The American Numismatic Association (ANA) has unveiled a new coin grading game on its website.
The game, which is available to members as well as non-members, focuses on teaching the skill of grading—a skill that requires the proper tools, the relevant knowledge “and lots and lots of practice,” according to the ANA website.
“Many collectors shy away from grading because they are concerned that if they fail, they have the potential to lose a lot of money. The ANA believes that everyone can learn to grade proficiently enough to be able to grade the coins in their own collection.”
FOUR BASIC METALS
According to the ANA, there are four basic metals used to mint U.S. coins. The metals include gold, silver, nickel and copper. Because each metal has a different level of malleability, they wear at different rates; however, a coin’s design also plays a role in the rate and location of wear.

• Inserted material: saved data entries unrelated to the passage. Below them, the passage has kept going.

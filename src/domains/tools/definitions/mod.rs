//! Tool definitions module.
//!
//! This module exports all available tool definitions.
//! Each tool is defined in its own file for better maintainability.

pub mod osrm;

pub use osrm::{
    Coordinate, Geometries, NearestParams, NearestTool, Overview, Profile, RouteParams, RouteTool,
    TableParams, TableTool,
};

“Grading is subjective, so you may find yourself in disagreement with some assessments in the game,” reads the ANA website. “It is generally more difficult to accurately grade a coin from an image than actually holding the coin in your hand.”
The game serves as an “entertaining tool” to help numismatists of all stripes become more familiar with The Official American Numismatic Association Grading Standards for United States Coins by co-authors Kenneth Bressett and Q. David Bowers.
A special thanks is given to CCN founder Chester L. Krause as well as Myrna Lighterman, Mark Lighterman and Brian Fanton for their contributions to this project.
HOW TO PLAY
There are four categories, each of which focuses on one of the four aforementioned metals. After choosing a metal, players will be shown a screen of squares, each of which shields a different coin.
“Your job is to locate a pair of coins that represent the same grade,” explains the ANA website. “Your goal is to find all of the matched pairs in as few moves as possible.”